Portrait - Théâtre - Avignon Off
Le monte-plats
Déshumaniser le pouvoir
Par Daphnée BREYTENBACH
Ben et Gus sont deux tuers à gages. Une fois n'est pas coutume, ils attendent l'arrivée de leur prochaine victime, dont ils ignorent l'identité. Il ne se passe presque rien pendant de longues minutes. Les deux hommes parlent pour ne rien dire, enchaînent les banalités. Puis apparaît un monte-plats et une commande de repas. Alors tout s'enchaîne, jusqu'à l'issue tragique.

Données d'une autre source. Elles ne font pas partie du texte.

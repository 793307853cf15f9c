//! Ribbon geometry for committed strokes.
//!
//! A stroke polyline is turned into one triangle per segment: the segment's
//! start point is pushed sideways by half the ink width in both directions and
//! joined with the segment's end point. The collision mesh reuses the same
//! positions so erase tests match what is drawn.

use glam::Vec3;

/// Axis the lateral offset is derived from.
const PRIMARY_AXIS: Vec3 = Vec3::Y;

/// Fallback axis when a segment runs parallel to [`PRIMARY_AXIS`].
const SECONDARY_AXIS: Vec3 = Vec3::X;

/// Axis used to spread a single sample into a segment.
const SINGLE_POINT_AXIS: Vec3 = Vec3::X;

/// Squared length below which a projected axis counts as degenerate.
const DEGENERATE_EPSILON: f32 = 1e-12;

/// Triangle mesh with per-vertex normals.
#[derive(Debug, Clone, Default, PartialEq)]
pub struct Mesh {
    pub positions: Vec<Vec3>,
    pub normals: Vec<Vec3>,
    pub indices: Vec<u32>,
}

impl Mesh {
    pub fn vertex_count(&self) -> usize {
        self.positions.len()
    }

    pub fn triangle_count(&self) -> usize {
        self.indices.len() / 3
    }

    pub fn is_empty(&self) -> bool {
        self.positions.is_empty()
    }

    /// Iterate over the triangles as position triples.
    pub fn triangles(&self) -> impl Iterator<Item = [Vec3; 3]> + '_ {
        self.indices.chunks_exact(3).map(|tri| {
            [
                self.positions[tri[0] as usize],
                self.positions[tri[1] as usize],
                self.positions[tri[2] as usize],
            ]
        })
    }

    /// Recompute per-vertex normals from the triangle faces.
    pub fn recompute_normals(&mut self) {
        let mut normals = vec![Vec3::ZERO; self.positions.len()];
        for tri in self.indices.chunks_exact(3) {
            let [a, b, c] = [tri[0] as usize, tri[1] as usize, tri[2] as usize];
            // Unnormalized cross product weights each face by its area.
            let face = (self.positions[b] - self.positions[a])
                .cross(self.positions[c] - self.positions[a]);
            normals[a] += face;
            normals[b] += face;
            normals[c] += face;
        }
        self.normals = normals.into_iter().map(Vec3::normalize_or_zero).collect();
    }
}

/// Axis-aligned bounding box.
#[derive(Debug, Clone, Copy, PartialEq)]
pub struct Aabb {
    pub min: Vec3,
    pub max: Vec3,
}

impl Aabb {
    pub fn empty() -> Self {
        Self {
            min: Vec3::splat(f32::MAX),
            max: Vec3::splat(f32::MIN),
        }
    }

    pub fn is_empty(&self) -> bool {
        self.min.x > self.max.x || self.min.y > self.max.y || self.min.z > self.max.z
    }

    pub fn containing(points: impl IntoIterator<Item = Vec3>) -> Self {
        points.into_iter().fold(Self::empty(), |b, p| Self {
            min: b.min.min(p),
            max: b.max.max(p),
        })
    }

    /// Whether a sphere touches this box.
    pub fn intersects_sphere(&self, center: Vec3, radius: f32) -> bool {
        if self.is_empty() {
            return false;
        }
        let closest = center.clamp(self.min, self.max);
        closest.distance_squared(center) <= radius * radius
    }
}

/// Collision volume of a stroke.
#[derive(Debug, Clone, PartialEq)]
pub struct CollisionMesh {
    pub positions: Vec<Vec3>,
    pub indices: Vec<u32>,
    pub bounds: Aabb,
}

impl CollisionMesh {
    fn from_mesh(mesh: &Mesh) -> Self {
        Self {
            positions: mesh.positions.clone(),
            indices: mesh.indices.clone(),
            bounds: Aabb::containing(mesh.positions.iter().copied()),
        }
    }

    pub fn is_empty(&self) -> bool {
        self.indices.is_empty()
    }

    /// Whether a sphere touches any triangle of the collider.
    pub fn intersects_sphere(&self, center: Vec3, radius: f32) -> bool {
        if !self.bounds.intersects_sphere(center, radius) {
            return false;
        }
        let radius_sq = radius * radius;
        self.indices.chunks_exact(3).any(|tri| {
            let a = self.positions[tri[0] as usize];
            let b = self.positions[tri[1] as usize];
            let c = self.positions[tri[2] as usize];
            closest_point_on_triangle(center, a, b, c).distance_squared(center) <= radius_sq
        })
    }
}

/// Render and collision geometry of one stroke.
#[derive(Debug, Clone, PartialEq)]
pub struct InkGeometry {
    pub ribbon: Mesh,
    pub collider: CollisionMesh,
}

impl InkGeometry {
    pub fn empty() -> Self {
        let ribbon = Mesh::default();
        let collider = CollisionMesh::from_mesh(&ribbon);
        Self { ribbon, collider }
    }

    pub fn is_empty(&self) -> bool {
        self.ribbon.is_empty()
    }
}

/// Build the ribbon and collider for a committed point sequence.
///
/// `width` is the full ink width; each side vertex sits `width / 2` away from
/// the polyline. Fewer than two points are handled without failing: no points
/// give empty geometry, a single point is spread into a short segment along
/// the x axis.
pub fn build_ink(points: &[Vec3], width: f32) -> InkGeometry {
    let half = width * 0.5;

    let synthesized;
    let points = match points {
        [] => return InkGeometry::empty(),
        [p] => {
            synthesized = [*p - SINGLE_POINT_AXIS * half, *p + SINGLE_POINT_AXIS * half];
            &synthesized[..]
        }
        _ => points,
    };

    let segments = points.len() - 1;
    let mut ribbon = Mesh {
        positions: Vec::with_capacity(segments * 3),
        normals: Vec::new(),
        indices: Vec::with_capacity(segments * 3),
    };

    for (i, pair) in points.windows(2).enumerate() {
        let (p0, p1) = (pair[0], pair[1]);
        let x = lateral_offset(p1 - p0) * half;

        ribbon.positions.extend([p0 + x, p1, p0 - x]);

        let base = (i * 3) as u32;
        ribbon.indices.extend([base, base + 1, base + 2]);
    }

    ribbon.recompute_normals();
    let collider = CollisionMesh::from_mesh(&ribbon);
    InkGeometry { ribbon, collider }
}

/// Unit vector perpendicular to `direction`, derived from the fixed axes.
fn lateral_offset(direction: Vec3) -> Vec3 {
    let len_sq = direction.length_squared();
    if len_sq <= DEGENERATE_EPSILON {
        return PRIMARY_AXIS;
    }

    let project = |axis: Vec3| axis - direction * (axis.dot(direction) / len_sq);

    let projected = project(PRIMARY_AXIS);
    if projected.length_squared() > DEGENERATE_EPSILON {
        return projected.normalize();
    }
    project(SECONDARY_AXIS).normalize_or_zero()
}

/// Closest point to `p` on triangle `abc` (Ericson, Real-Time Collision Detection 5.1.5).
fn closest_point_on_triangle(p: Vec3, a: Vec3, b: Vec3, c: Vec3) -> Vec3 {
    let ab = b - a;
    let ac = c - a;
    let ap = p - a;
    let d1 = ab.dot(ap);
    let d2 = ac.dot(ap);
    if d1 <= 0.0 && d2 <= 0.0 {
        return a;
    }

    let bp = p - b;
    let d3 = ab.dot(bp);
    let d4 = ac.dot(bp);
    if d3 >= 0.0 && d4 <= d3 {
        return b;
    }

    let vc = d1 * d4 - d3 * d2;
    if vc <= 0.0 && d1 >= 0.0 && d3 <= 0.0 {
        let v = d1 / (d1 - d3);
        return a + ab * v;
    }

    let cp = p - c;
    let d5 = ab.dot(cp);
    let d6 = ac.dot(cp);
    if d6 >= 0.0 && d5 <= d6 {
        return c;
    }

    let vb = d5 * d2 - d1 * d6;
    if vb <= 0.0 && d2 >= 0.0 && d6 <= 0.0 {
        let w = d2 / (d2 - d6);
        return a + ac * w;
    }

    let va = d3 * d6 - d5 * d4;
    if va <= 0.0 && (d4 - d3) >= 0.0 && (d5 - d6) >= 0.0 {
        let w = (d4 - d3) / ((d4 - d3) + (d5 - d6));
        return b + (c - b) * w;
    }

    let denom = va + vb + vc;
    if denom.abs() <= f32::EPSILON {
        // Zero-area triangle; its vertices are all that is left to test.
        return [a, b, c]
            .into_iter()
            .min_by(|x, y| x.distance_squared(p).total_cmp(&y.distance_squared(p)))
            .unwrap_or(a);
    }
    let v = vb / denom;
    let w = vc / denom;
    a + ab * v + ac * w
}

#[cfg(test)]
mod tests {
    use super::*;

    const W: f32 = 0.005;

    fn approx(a: Vec3, b: Vec3) -> bool {
        a.distance(b) < 1e-5
    }

    #[test]
    fn test_empty_input_builds_nothing() {
        let geometry = build_ink(&[], W);
        assert!(geometry.is_empty());
        assert!(geometry.collider.is_empty());
    }

    #[test]
    fn test_single_point_synthesizes_segment() {
        let p = Vec3::new(1.0, 2.0, 3.0);
        let geometry = build_ink(&[p], W);
        assert_eq!(geometry.ribbon.vertex_count(), 3);
        assert_eq!(geometry.ribbon.triangle_count(), 1);
        // Second vertex is the synthesized end point.
        assert!(approx(geometry.ribbon.positions[1], p + Vec3::X * W * 0.5));
    }

    #[test]
    fn test_triangle_and_vertex_counts() {
        for n in 1..6usize {
            let points: Vec<Vec3> = (0..=n).map(|i| Vec3::new(i as f32, 0.0, 0.0)).collect();
            let geometry = build_ink(&points, W);
            assert_eq!(geometry.ribbon.triangle_count(), n);
            assert_eq!(geometry.ribbon.vertex_count(), 3 * n);
            assert_eq!(geometry.ribbon.normals.len(), 3 * n);
            assert_eq!(geometry.collider.positions, geometry.ribbon.positions);
        }
    }

    #[test]
    fn test_offset_uses_primary_axis() {
        let geometry = build_ink(&[Vec3::ZERO, Vec3::new(0.0, 0.0, 1.0)], W);
        let positions = &geometry.ribbon.positions;
        assert!(approx(positions[0], Vec3::Y * W * 0.5));
        assert!(approx(positions[1], Vec3::new(0.0, 0.0, 1.0)));
        assert!(approx(positions[2], -Vec3::Y * W * 0.5));
    }

    #[test]
    fn test_offset_falls_back_for_vertical_segment() {
        let geometry = build_ink(&[Vec3::ZERO, Vec3::Y], W);
        let positions = &geometry.ribbon.positions;
        assert!(approx(positions[0], Vec3::X * W * 0.5));
        assert!(approx(positions[2], -Vec3::X * W * 0.5));
    }

    #[test]
    fn test_offset_is_perpendicular_to_segment() {
        let p0 = Vec3::new(0.0, 0.0, 0.0);
        let p1 = Vec3::new(1.0, 1.0, 0.5);
        let geometry = build_ink(&[p0, p1], W);
        let x = geometry.ribbon.positions[0] - p0;
        assert!(x.dot(p1 - p0).abs() < 1e-6);
        assert!((x.length() - W * 0.5).abs() < 1e-6);
    }

    #[test]
    fn test_duplicate_points_stay_finite() {
        let p = Vec3::new(0.5, 0.5, 0.5);
        let geometry = build_ink(&[p, p, p], W);
        assert_eq!(geometry.ribbon.triangle_count(), 2);
        assert!(geometry.ribbon.positions.iter().all(|v| v.is_finite()));
        assert!(geometry.ribbon.normals.iter().all(|v| v.is_finite()));
    }

    #[test]
    fn test_normals_are_unit_length() {
        let points = [Vec3::ZERO, Vec3::new(1.0, 0.0, 0.0), Vec3::new(1.0, 0.0, 1.0)];
        let geometry = build_ink(&points, W);
        for n in &geometry.ribbon.normals {
            assert!((n.length() - 1.0).abs() < 1e-4);
        }
    }

    #[test]
    fn test_collider_sphere_hit() {
        let geometry = build_ink(&[Vec3::ZERO, Vec3::new(0.0, 0.0, 1.0)], 0.1);
        assert!(geometry.collider.intersects_sphere(Vec3::new(0.0, 0.0, 0.5), 0.01));
        assert!(geometry.collider.intersects_sphere(Vec3::new(0.0, 0.05, 0.0), 0.01));
        assert!(!geometry.collider.intersects_sphere(Vec3::new(0.0, 0.0, 2.0), 0.01));
        assert!(!geometry.collider.intersects_sphere(Vec3::new(1.0, 0.0, 0.5), 0.2));
    }

    #[test]
    fn test_closest_point_regions() {
        let (a, b, c) = (Vec3::ZERO, Vec3::X, Vec3::Y);
        assert_eq!(closest_point_on_triangle(Vec3::new(-1.0, -1.0, 0.0), a, b, c), a);
        assert_eq!(closest_point_on_triangle(Vec3::new(2.0, 0.0, 0.0), a, b, c), b);
        assert!(approx(
            closest_point_on_triangle(Vec3::new(0.25, 0.25, 1.0), a, b, c),
            Vec3::new(0.25, 0.25, 0.0)
        ));
    }
}
//! Fleetwatch - Fleet Telemetry and Coordination-Graph Engine
//!
//! Tracks the live state of a fleet of cooperating worker agents and derives
//! fleet-wide analytics from it:
//! - Agent registry with per-agent exclusive cells
//! - Rolling latency / success / load aggregation with a composite health score
//! - Bounded coordination event log with per-transaction workflow graphs
//! - Dashboard summary, workload balance and coordination efficiency views
//!
//! # Architecture
//!
//! - **Types**: Stable serializable records (Agent, AgentMetrics, CoordinationEvent)
//! - **Registry**: Agent membership, status and configuration
//! - **Metrics**: Sample aggregation and bounded per-agent history
//! - **Coordination**: Event log, filtering and workflow reconstruction
//! - **Analytics**: Stateless snapshot-then-compute fleet views
//! - **Engine**: Facade owning all of the above
//!
//! # Example
//!
//! ```ignore
//! use fleetwatch_core::{FleetConfig, FleetEngine, MetricsUpdate, NewCoordinationEvent};
//!
//! let engine = FleetEngine::from_config(&FleetConfig::default())?;
//!
//! let health = engine.update_metrics(
//!     "risk_assessor_001",
//!     MetricsUpdate::new().requests(1).response_time_ms(120.0).success(true).load(0.3),
//! )?;
//!
//! engine.log_event(
//!     NewCoordinationEvent::new("request", "orchestrator_001")
//!         .target("risk_assessor_001")
//!         .transaction("txn-42")
//!         .duration_ms(35.0),
//! )?;
//!
//! let summary = engine.dashboard_summary()?;
//! let graph = engine.workflow("txn-42")?;
//! ```

pub mod analytics;
pub mod config;
pub mod coordination;
pub mod engine;
pub mod error;
pub mod metrics;
pub mod registry;
pub mod types;

// Re-export commonly used types
pub use analytics::{
    CoordinationEfficiency, DashboardSummary, FleetAnalytics, FleetLoadView, PerformanceTrend,
    WorkloadDistribution,
};
pub use config::{AnalyticsSettings, EngineSettings, FleetConfig};
pub use coordination::{CoordinationEventLog, EventFilter, WorkflowEdge, WorkflowGraph};
pub use engine::FleetEngine;
pub use error::{FleetError, Result};
pub use metrics::{CircularBuffer, MetricsAggregator};
pub use registry::{AgentRegistry, TransitionPolicy};
pub use types::{
    Agent, AgentConfiguration, AgentDescriptor, AgentMetrics, AgentStatus, AgentType,
    CoordinationEvent, MetricsUpdate, NewCoordinationEvent, PerformanceSnapshot, StatusChange,
};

Gus et Ben n'ont pas d'âge. Ce sont des caractères lambda. Des " monsieur tout le monde ". Le choix de Jacques Boudet et de Maxime Lombard, pour incarner les protagonistes, ne relève pas du hasard. " Il me semblait intéressant d'en faire des hommes d'âge mûr. Des tueurs avec un vécu, des individus lessivés par la vie. Les petites habitudes, la complicité, les disputes prennent alors une tout autre dimension", confie le metteur en scène.
L'ainé et le novice
Comme s'll s'agissait d'une vieille histoire de famille, Christophe Gand choisit de montrer la proximité sur les planches - elle est peut-être le moyen de faire face à l'absurdité de la situation. Mais cette partition à deux voix est surtout l'occasion pour le metteur en scène de travailler avec deux comédiens qu'il affectionne tout particulièrement. " J'avais dirigé Jacques sur " La dernière bande ", présenté à l'Espace Roseau il y a deux ans. Nous nous connaissons bien. J'aime ce rapport " d'aîné " à " novice " dans le travail - ce n'est que ma deuxième mise en scène ! confie-t-il. Ce qui était fascinant, c'était de les voir répéter tous les deux, ajoute le créateur lumière, Alexandre Icovic. Ils sont véritablement complémentaires ".
Cette partition d'Harold Pinter laisse au spectateur une forme de choix - il peut comprendre comme il le souhaite la tragédie finale. Mais pour Christophe Gand, c'est ici la notion de pouvoir qui est interrogée. " Elle est au coeur de l'action. Ce monte-plats se transforme peu à peu en chef invisible. Il donne des ordres mystérieux avec une autorité intraitable ". On touche là à l'essence du propos du dramaturge anglais. " Le "Monte-plats ', c'est le symbole intemporel de la déshumanisation du pouvoir ".